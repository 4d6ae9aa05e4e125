//! Converge command

use std::sync::Arc;

use clap::Args;
use kube::Client;
use tracing::info;

use candictl_config::SchemaStore;
use candictl_kube::{ClusterStateStore, KubeNodeGroups, KubeStateStore};
use candictl_operations::{cluster_meta_config, Converger, TerraformNodeOperator};
use candictl_terraform::UseStateCache;

use super::Context;
use crate::{KubeArgs, Result};

/// Converge arguments
#[derive(Args, Debug, Clone)]
pub struct ConvergeArgs {
    /// Kubernetes and SSH connection
    #[command(flatten)]
    pub kube: KubeArgs,
}

/// Reconcile the running cluster with the configuration it stores
pub async fn run(ctx: &Context, args: ConvergeArgs) -> Result<()> {
    let schema_store = ctx.schema_store()?;
    let mut session = ctx.kube_session(&args.kube).await?;
    let result = converge(ctx, session.client(), schema_store).await;
    session.stop().await;
    result
}

async fn converge(ctx: &Context, client: Client, schema_store: Arc<SchemaStore>) -> Result<()> {
    let cancel = ctx.teardown.cancellation_token();
    let store: Arc<dyn ClusterStateStore> =
        Arc::new(KubeStateStore::new(client.clone(), cancel.clone()));
    let meta = cluster_meta_config(&client, store.as_ref(), &schema_store, &cancel).await?;
    let meta = Arc::new(meta);

    let cache = ctx.scratch_cache("converge")?;
    let factory = ctx.factory(ctx.runner_settings(UseStateCache::No), cache);
    let node_groups = Arc::new(KubeNodeGroups::new(client, cancel));
    let operator = Arc::new(
        TerraformNodeOperator::new(meta.clone(), factory.clone(), store.clone())
            .with_auto_approve(ctx.auto_approve()),
    );

    Converger::new(
        meta,
        factory,
        store,
        node_groups,
        operator,
        ctx.prompter.clone(),
    )
    .with_schema_store(schema_store)
    .with_auto_approve(ctx.auto_approve())
    .run()
    .await?;

    info!("[Converge] Done");
    Ok(())
}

## WHAT YOU ARE ASKED TO DO:
Every line of the records containing the word "KubeNodeGroups" must appear in the answer.

## EXERCISE SOLUTION:
use candictl_kube::{ClusterStateStore, KubeNodeGroups, KubeStateStore};
    let node_groups = Arc::new(KubeNodeGroups::new(client, cancel));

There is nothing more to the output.